What this task involves: If a line in the entries contains the string "negative", include that line in your answer.

Dataset records section start

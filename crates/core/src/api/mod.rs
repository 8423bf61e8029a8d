//! HTTP access to the banner API.

use std::{sync::Arc, time::Duration};

use anyhow::{ensure, Context, Result};
use futures::future::BoxFuture;
use reqwest::{Client, Url};
use serde::de::DeserializeOwned;
use tracing::debug;

use crate::{
    config::AppConfig,
    error::FetchError,
    models::{Envelope, GameId, HistoryResponse, StatusResponse, VersionPhase, VersionsResponse},
};

/// Source of envelopes consumed by the refresh scheduler.
pub trait DataSource: Send + Sync {
    /// Fetch the full banners envelope.
    fn fetch_envelope(&self) -> BoxFuture<'_, Result<Envelope, FetchError>>;
    /// Fetch the lightweight status payload.
    fn fetch_status(&self) -> BoxFuture<'_, Result<StatusResponse, FetchError>>;
}

/// `reqwest`-backed client for the banner API.
#[derive(Clone)]
pub struct ApiClient {
    client: Client,
    base_url: Arc<Url>,
    timeout: Duration,
}

impl ApiClient {
    /// Build a client from configuration.
    pub fn new(config: &AppConfig) -> Result<Self> {
        let timeout = config.http_timeout();
        let client = Client::builder()
            .timeout(timeout)
            .gzip(true)
            .user_agent(concat!("bannerwatch/", env!("CARGO_PKG_VERSION")))
            .build()
            .context("failed to build HTTP client")?;

        let base_url = Url::parse(config.api.base_url.trim())
            .with_context(|| format!("invalid api.base_url `{}`", config.api.base_url))?;
        ensure!(
            !base_url.cannot_be_a_base(),
            "api.base_url `{base_url}` cannot carry a path"
        );

        Ok(Self {
            client,
            base_url: Arc::new(base_url),
            timeout,
        })
    }

    /// Endpoint URL below the base; each segment is percent-encoded.
    fn url(&self, segments: &[&str]) -> Url {
        let mut url = Url::clone(&self.base_url);
        if let Ok(mut path) = url.path_segments_mut() {
            path.pop_if_empty().extend(segments);
        }
        url
    }

    async fn get_json<T>(&self, segments: &[&str]) -> Result<T, FetchError>
    where
        T: DeserializeOwned,
    {
        let url = self.url(segments).to_string();
        debug!(%url, "requesting");
        let response = self.client.get(url.as_str()).send().await.map_err(|source| {
            if source.is_timeout() {
                FetchError::Timeout {
                    timeout: self.timeout,
                }
            } else {
                FetchError::Network {
                    url: url.clone(),
                    source,
                }
            }
        })?;

        let status = response.status();
        if !status.is_success() {
            return Err(FetchError::Status { url, status });
        }

        let body = response
            .bytes()
            .await
            .map_err(|source| FetchError::Network {
                url: url.clone(),
                source,
            })?;
        serde_json::from_slice(&body).map_err(|err| FetchError::malformed(url, err))
    }

    /// Version phases of `game`, newest first.
    pub async fn versions(&self, game: GameId) -> Result<Vec<VersionPhase>, FetchError> {
        let response: VersionsResponse = self.get_json(&["versions", game.as_str()]).await?;
        if response.game_id != game {
            return Err(FetchError::malformed(
                "versions",
                format!("requested {game}, received {}", response.game_id),
            ));
        }
        Ok(response.into_phases()?)
    }

    /// Banners that ran during `phase_id`.
    pub async fn history(&self, phase_id: &str) -> Result<HistoryResponse, FetchError> {
        let response: HistoryResponse = self.get_json(&["history", phase_id]).await?;
        response.validate()?;
        Ok(response)
    }
}

impl DataSource for ApiClient {
    fn fetch_envelope(&self) -> BoxFuture<'_, Result<Envelope, FetchError>> {
        Box::pin(self.get_json::<Envelope>(&["banners"]))
    }

    fn fetch_status(&self) -> BoxFuture<'_, Result<StatusResponse, FetchError>> {
        Box::pin(self.get_json::<StatusResponse>(&["status"]))
    }
}

#[cfg(test)]
mod tests {
    use super::*;

    fn client(base_url: &str) -> Result<ApiClient> {
        let mut config = AppConfig::default();
        config.api.base_url = base_url.to_string();
        ApiClient::new(&config)
    }

    #[test]
    fn urls_ignore_trailing_slashes() -> Result<()> {
        for base in ["https://banners.example/api/", "https://banners.example/api"] {
            let client = client(base)?;
            assert_eq!(
                client.url(&["banners"]).as_str(),
                "https://banners.example/api/banners"
            );
            assert_eq!(
                client.url(&["versions", GameId::Zzz.as_str()]).as_str(),
                "https://banners.example/api/versions/zzz"
            );
        }
        Ok(())
    }

    #[test]
    fn phase_ids_are_escaped_as_one_segment() -> Result<()> {
        let client = client("https://banners.example/api")?;
        assert_eq!(
            client.url(&["history", "5.3/2 b?x#y"]).as_str(),
            "https://banners.example/api/history/5.3%2F2%20b%3Fx%23y"
        );
        Ok(())
    }

    #[test]
    fn rejects_unusable_base_urls() {
        assert!(client("not a url").is_err());
        assert!(client("mailto:banners@example.com").is_err());
    }
}
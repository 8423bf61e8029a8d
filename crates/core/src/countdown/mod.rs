//! Countdown derivation for banners and version phases.
//!
//! Nothing here is decremented between ticks: every value is recomputed from
//! absolute instants, so missed or late ticks never accumulate drift.

use std::{collections::HashMap, fmt};

use chrono::{DateTime, Utc};
use tracing::debug;

use crate::models::{Banner, VersionPhase};

const SECONDS_PER_DAY: u64 = 86_400;
const SECONDS_PER_HOUR: u64 = 3_600;
const SECONDS_PER_MINUTE: u64 = 60;

/// Remaining time split into whole units.
#[derive(Debug, Clone, Copy, PartialEq, Eq, Default)]
pub struct Remaining {
    /// Whole days.
    pub days: u64,
    /// Hours past the last whole day.
    pub hours: u64,
    /// Minutes past the last whole hour.
    pub minutes: u64,
    /// Seconds past the last whole minute.
    pub seconds: u64,
}

impl Remaining {
    /// Decompose a count of seconds; negative inputs clamp to zero.
    pub fn from_seconds(total: i64) -> Self {
        let total = u64::try_from(total).unwrap_or(0);
        Self {
            days: total / SECONDS_PER_DAY,
            hours: total % SECONDS_PER_DAY / SECONDS_PER_HOUR,
            minutes: total % SECONDS_PER_HOUR / SECONDS_PER_MINUTE,
            seconds: total % SECONDS_PER_MINUTE,
        }
    }

    /// Whole seconds between `now` and `target`, truncated, never negative.
    pub fn between(now: DateTime<Utc>, target: DateTime<Utc>) -> Self {
        Self::from_seconds((target - now).num_seconds())
    }

    /// Total seconds represented.
    pub fn total_seconds(&self) -> u64 {
        self.days * SECONDS_PER_DAY
            + self.hours * SECONDS_PER_HOUR
            + self.minutes * SECONDS_PER_MINUTE
            + self.seconds
    }

    /// Whether no time remains.
    pub fn is_zero(&self) -> bool {
        self.total_seconds() == 0
    }

    /// Clock-style rendering such as `3D 04:05:06`.
    pub fn clock(&self) -> String {
        format!(
            "{}D {:02}:{:02}:{:02}",
            self.days, self.hours, self.minutes, self.seconds
        )
    }
}

impl fmt::Display for Remaining {
    fn fmt(&self, f: &mut fmt::Formatter<'_>) -> fmt::Result {
        write!(
            f,
            "{}d {}h {}m {}s",
            self.days, self.hours, self.minutes, self.seconds
        )
    }
}

/// Position of a time window relative to now.
#[derive(Debug, Clone, Copy, PartialEq, Eq, Hash, PartialOrd, Ord)]
pub enum Lifecycle {
    /// Open; remaining time counts down to the end.
    Active,
    /// Not open yet; remaining time counts down to the start.
    Upcoming,
    /// Closed; remaining time is zero.
    Finished,
}

/// Classify a window and compute the relevant remaining time.
pub fn classify(
    now: DateTime<Utc>,
    start: Option<DateTime<Utc>>,
    end: DateTime<Utc>,
) -> (Lifecycle, Remaining) {
    if now >= end {
        return (Lifecycle::Finished, Remaining::default());
    }
    match start {
        Some(start) if now < start => (Lifecycle::Upcoming, Remaining::between(now, start)),
        _ => (Lifecycle::Active, Remaining::between(now, end)),
    }
}

/// Derived per-tick view of one banner.
#[derive(Debug, Clone, PartialEq, Eq)]
pub struct BannerCountdown {
    /// The banner itself.
    pub banner: Banner,
    /// Where `now` falls in the banner window.
    pub lifecycle: Lifecycle,
    /// Time to the next boundary of the window.
    pub remaining: Remaining,
}

/// Derived per-tick view of one version phase.
#[derive(Debug, Clone, PartialEq, Eq)]
pub struct PhaseCountdown {
    /// The version phase.
    pub phase: VersionPhase,
    /// Where `now` falls in the phase window.
    pub lifecycle: Lifecycle,
    /// Time to the next boundary of the phase.
    pub remaining: Remaining,
}

/// Output of a single [`CountdownEngine::tick`].
#[derive(Debug, Clone, Default)]
pub struct TickReport {
    /// One entry per distinct banner id, in first-seen order.
    pub banners: Vec<BannerCountdown>,
    /// Ids of banners that went from active to finished on this tick.
    pub expired: Vec<String>,
}

/// Recomputes banner countdowns each tick and detects expiry transitions.
#[derive(Debug, Default)]
pub struct CountdownEngine {
    previous: HashMap<String, Lifecycle>,
}

impl CountdownEngine {
    /// Engine with no recorded lifecycles.
    pub fn new() -> Self {
        Self::default()
    }

    /// Recompute every banner against `now`.
    ///
    /// Transition detection is keyed by banner id, so reordering or
    /// replacing the snapshot between ticks does not produce spurious events.
    pub fn tick(&mut self, banners: &[Banner], now: DateTime<Utc>) -> TickReport {
        let mut report = TickReport::default();
        let mut current = HashMap::with_capacity(banners.len());

        for banner in dedup_by_id(banners) {
            let (lifecycle, remaining) = classify(now, banner.start_date, banner.end_date);
            if lifecycle == Lifecycle::Finished
                && self.previous.get(&banner.id) == Some(&Lifecycle::Active)
            {
                debug!(banner = %banner.id, "banner expired");
                report.expired.push(banner.id.clone());
            }
            current.insert(banner.id.clone(), lifecycle);
            report.banners.push(BannerCountdown {
                banner: banner.clone(),
                lifecycle,
                remaining,
            });
        }

        self.previous = current;
        report
    }

    /// Lifecycle recorded for `id` on the last tick.
    pub fn last_state(&self, id: &str) -> Option<Lifecycle> {
        self.previous.get(id).copied()
    }
}

/// Collapse duplicate ids, keeping the first position and the last-seen value.
///
/// Duplicates violate the data contract; this only keeps the view sane if the
/// server sends them anyway.
pub fn dedup_by_id(banners: &[Banner]) -> Vec<&Banner> {
    let mut positions: HashMap<&str, usize> = HashMap::with_capacity(banners.len());
    let mut unique: Vec<&Banner> = Vec::with_capacity(banners.len());
    for banner in banners {
        match positions.get(banner.id.as_str()) {
            Some(&index) => unique[index] = banner,
            None => {
                positions.insert(banner.id.as_str(), unique.len());
                unique.push(banner);
            }
        }
    }
    unique
}

/// Countdown view for a list of version phases.
pub fn phase_countdowns(phases: &[VersionPhase], now: DateTime<Utc>) -> Vec<PhaseCountdown> {
    phases
        .iter()
        .map(|phase| {
            let (lifecycle, remaining) = classify(now, Some(phase.start_date), phase.end_date);
            PhaseCountdown {
                phase: phase.clone(),
                lifecycle,
                remaining,
            }
        })
        .collect()
}
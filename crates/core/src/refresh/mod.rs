//! Background refresh of the banner snapshot.

mod policy;
mod scheduler;

pub use policy::{Backoff, RefreshPolicy};
pub use scheduler::{
    AttemptSequencer, RefreshCommand, RefreshScheduler, RefreshState, RefreshTrigger, SyncEvent,
};
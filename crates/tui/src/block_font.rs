use std::collections::HashMap;

use bannerwatch_core::countdown::Remaining;
use once_cell::sync::Lazy;

const FONT_HEIGHT: usize = 7;
const FONT_WIDTH: usize = 5;
const SPACING: usize = 1;
const SHADOW_OFFSET: usize = 1;
const FILL_CHAR: char = '█';
const OUTLINE_CHAR: char = '░';

type Glyph = [&'static str; FONT_HEIGHT];

static GLYPHS: Lazy<HashMap<char, Glyph>> = Lazy::new(|| {
    HashMap::from([
        ('0', [" 111 ", "1   1", "1  11", "1 1 1", "11  1", "1   1", " 111 "]),
        ('1', ["  1  ", " 11  ", "1 1  ", "  1  ", "  1  ", "  1  ", "11111"]),
        ('2', [" 111 ", "1   1", "    1", "   1 ", "  1  ", " 1   ", "11111"]),
        ('3', [" 111 ", "1   1", "    1", "  11 ", "    1", "1   1", " 111 "]),
        ('4', ["   1 ", "  11 ", " 1 1 ", "1  1 ", "11111", "   1 ", "   1 "]),
        ('5', ["11111", "1    ", "1    ", "1111 ", "    1", "1   1", " 111 "]),
        ('6', [" 111 ", "1   1", "1    ", "1111 ", "1   1", "1   1", " 111 "]),
        ('7', ["11111", "    1", "   1 ", "  1  ", " 1   ", "1    ", "1    "]),
        ('8', [" 111 ", "1   1", "1   1", " 111 ", "1   1", "1   1", " 111 "]),
        ('9', [" 111 ", "1   1", "1   1", " 1111", "    1", "1   1", " 111 "]),
        ('D', ["1111 ", "1   1", "1   1", "1   1", "1   1", "1   1", "1111 "]),
        ('H', ["1   1", "1   1", "1   1", "11111", "1   1", "1   1", "1   1"]),
        ('M', ["1   1", "11 11", "1 1 1", "1 1 1", "1   1", "1   1", "1   1"]),
        ('S', [" 111 ", "1   1", "1    ", " 111 ", "    1", "1   1", " 111 "]),
        (':', ["     ", "  1  ", "     ", "     ", "  1  ", "     ", "     "]),
        (' ', ["     ", "     ", "     ", "     ", "     ", "     ", "     "]),
        ('?', [" 111 ", "1   1", "    1", "   1 ", "  1  ", "     ", "  1  "]),
    ])
});

/// Render a countdown as `3D 04:05:06` in the block font.
pub fn render_countdown(remaining: &Remaining) -> Vec<String> {
    render(&remaining.clock())
}

/// Columns needed to render `text`.
pub fn width(text: &str) -> usize {
    let count = text.chars().count();
    if count == 0 {
        return 0;
    }
    count * FONT_WIDTH + (count - 1) * SPACING + SHADOW_OFFSET
}

/// Rows produced by [`render`].
pub const fn height() -> usize {
    FONT_HEIGHT + SHADOW_OFFSET
}

/// Render `text` with a one-cell drop shadow. Unknown characters become `?`.
pub fn render(text: &str) -> Vec<String> {
    let content: Vec<char> = text.chars().map(|c| c.to_ascii_uppercase()).collect();
    if content.is_empty() {
        return vec![String::new(); height()];
    }

    let mut canvas = vec![vec![' '; width(text)]; height()];
    for (index, ch) in content.iter().enumerate() {
        let Some(glyph) = GLYPHS.get(ch).or_else(|| GLYPHS.get(&'?')) else {
            continue;
        };
        paint_glyph(&mut canvas, glyph, index * (FONT_WIDTH + SPACING));
    }

    canvas
        .into_iter()
        .map(|row| row.into_iter().collect::<String>().trim_end().to_string())
        .collect()
}

fn paint_glyph(canvas: &mut [Vec<char>], glyph: &Glyph, x_offset: usize) {
    for (row_idx, row) in glyph.iter().enumerate() {
        for (col_idx, symbol) in row.chars().enumerate() {
            if symbol != '1' {
                continue;
            }
            let x = x_offset + col_idx;
            place(canvas, row_idx + SHADOW_OFFSET, x + SHADOW_OFFSET, OUTLINE_CHAR);
            place(canvas, row_idx, x, FILL_CHAR);
        }
    }
}

fn place(canvas: &mut [Vec<char>], y: usize, x: usize, ch: char) {
    if y >= canvas.len() || x >= canvas[y].len() {
        return;
    }
    let cell = &mut canvas[y][x];
    if *cell == ' ' || (*cell == OUTLINE_CHAR && ch == FILL_CHAR) {
        *cell = ch;
    }
}
//! Character name to local image path lookup.

use std::collections::HashMap;

use once_cell::sync::Lazy;
use regex::Regex;

static IMAGE_INDEX: Lazy<HashMap<&'static str, &'static str>> = Lazy::new(|| {
    HashMap::from([
        // Genshin Impact
        ("neuvillette", "/images/genshin/fontaine/neuvillette.webp"),
        ("zibai", "/images/genshin/liyue/zibai.webp"),
        // Zenless Zone Zero
        ("sunna", "/images/zzz/season2/sunna.webp?v=update-01"),
        ("yixuan", "/images/zzz/season2/yixuan.webp?v=update-01"),
        // Honkai: Star Rail
        ("blackswan", "/images/hsr/penacony/blackswan.webp?v=update-02"),
        ("evernight", "/images/hsr/amphoreus/evernight.webp?v=initial"),
        ("hysilens", "/images/hsr/amphoreus/hysilens.webp?v=update-01"),
        ("yaoguang", "/images/hsr/planarcadia/yaoguang.webp?v=initial"),
    ])
});

static WHITESPACE_RE: Lazy<Regex> =
    Lazy::new(|| Regex::new(r"\s+").expect("invalid whitespace regex"));

/// Lowercase `name` and strip all whitespace (`"Black Swan"` → `"blackswan"`).
pub fn normalize_name(name: &str) -> String {
    WHITESPACE_RE
        .replace_all(name.trim(), "")
        .to_lowercase()
}

/// Image path for `name`, or `fallback` when the character is not mapped.
pub fn resolve_image<'a>(name: &str, fallback: &'a str) -> &'a str {
    let normalized = normalize_name(name);
    if normalized.is_empty() {
        return fallback;
    }
    match IMAGE_INDEX.get(normalized.as_str()) {
        Some(path) => *path,
        None => fallback,
    }
}
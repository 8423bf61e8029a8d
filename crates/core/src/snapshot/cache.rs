use std::{
    fs,
    io::Write,
    path::{Path, PathBuf},
};

use anyhow::{Context, Result};
use tempfile::NamedTempFile;

use crate::models::Envelope;

/// File name of the persisted snapshot inside the cache root.
pub const SNAPSHOT_FILE: &str = "snapshot.json";

/// Last-known-good envelope persisted between runs.
#[derive(Debug, Clone)]
pub struct SnapshotCache {
    path: PathBuf,
}

impl SnapshotCache {
    /// Cache stored at `cache_root/snapshot.json`.
    pub fn new(cache_root: impl AsRef<Path>) -> Self {
        Self {
            path: cache_root.as_ref().join(SNAPSHOT_FILE),
        }
    }

    /// Location of the snapshot file.
    pub fn path(&self) -> &Path {
        &self.path
    }

    /// Load the cached envelope, returning `None` if nothing was persisted yet.
    pub fn load(&self) -> Result<Option<Envelope>> {
        if !self.path.exists() {
            return Ok(None);
        }

        let contents = fs::read_to_string(&self.path)
            .with_context(|| format!("failed to read snapshot {}", self.path.display()))?;
        let envelope: Envelope = serde_json::from_str(&contents)
            .with_context(|| format!("failed to parse snapshot {}", self.path.display()))?;
        envelope
            .validate()
            .with_context(|| format!("cached snapshot {} is invalid", self.path.display()))?;
        Ok(Some(envelope))
    }

    /// Persist `envelope`, replacing the previous file in one rename.
    pub fn persist(&self, envelope: &Envelope) -> Result<()> {
        let parent = self
            .path
            .parent()
            .context("snapshot path has no parent directory")?;
        fs::create_dir_all(parent)
            .with_context(|| format!("failed to create cache directory {}", parent.display()))?;

        let serialized =
            serde_json::to_vec_pretty(envelope).context("failed to serialize snapshot")?;
        let mut file = NamedTempFile::new_in(parent)
            .with_context(|| format!("failed to create temp file in {}", parent.display()))?;
        file.write_all(&serialized)
            .context("failed to write snapshot contents")?;
        file.persist(&self.path)
            .with_context(|| format!("failed to write snapshot {}", self.path.display()))?;
        Ok(())
    }
}
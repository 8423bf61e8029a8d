//! Snapshot ownership: the store, the hash gate in front of it, and its on-disk copy.

/// Disk persistence of the last accepted envelope.
pub mod cache;
/// Hash-based change detection.
pub mod gate;
/// Shared handle owning the current envelope.
pub mod store;

pub use cache::SnapshotCache;
pub use gate::{GateOutcome, HashGate};
pub use store::SnapshotStore;
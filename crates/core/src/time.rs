//! Wall-clock abstraction so countdowns and scheduling can be driven in tests.

use std::sync::Arc;

use chrono::{DateTime, Duration, Utc};
use parking_lot::Mutex;

/// Source of the current instant.
pub trait TimeSource: Send + Sync {
    /// Current UTC instant.
    fn now(&self) -> DateTime<Utc>;
}

/// Production clock backed by the system time.
#[derive(Debug, Clone, Copy, Default)]
pub struct SystemClock;

impl TimeSource for SystemClock {
    fn now(&self) -> DateTime<Utc> {
        Utc::now()
    }
}

/// Settable clock shared between a test and the component under test.
#[derive(Debug, Clone)]
pub struct ManualClock {
    now: Arc<Mutex<DateTime<Utc>>>,
}

impl ManualClock {
    /// Create a clock frozen at `start`.
    pub fn new(start: DateTime<Utc>) -> Self {
        Self {
            now: Arc::new(Mutex::new(start)),
        }
    }

    /// Jump to an absolute instant.
    pub fn set(&self, instant: DateTime<Utc>) {
        *self.now.lock() = instant;
    }

    /// Move the clock forward (or backward for negative deltas).
    pub fn advance(&self, delta: Duration) {
        let mut now = self.now.lock();
        *now += delta;
    }
}

impl TimeSource for ManualClock {
    fn now(&self) -> DateTime<Utc> {
        *self.now.lock()
    }
}

#[cfg(test)]
mod tests {
    use super::*;
    use chrono::TimeZone;

    #[test]
    fn manual_clock_is_shared_between_clones() {
        let start = Utc.with_ymd_and_hms(2025, 3, 1, 0, 0, 0).unwrap();
        let clock = ManualClock::new(start);
        let observer = clock.clone();

        clock.advance(Duration::seconds(90));
        assert_eq!(observer.now(), start + Duration::seconds(90));

        clock.set(start);
        assert_eq!(observer.now(), start);
    }
}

Dataset records section end

Result of the task:
    /// Decompose a count of seconds; negative inputs clamp to zero.
    /// Whole seconds between `now` and `target`, truncated, never negative.
    /// Move the clock forward (or backward for negative deltas).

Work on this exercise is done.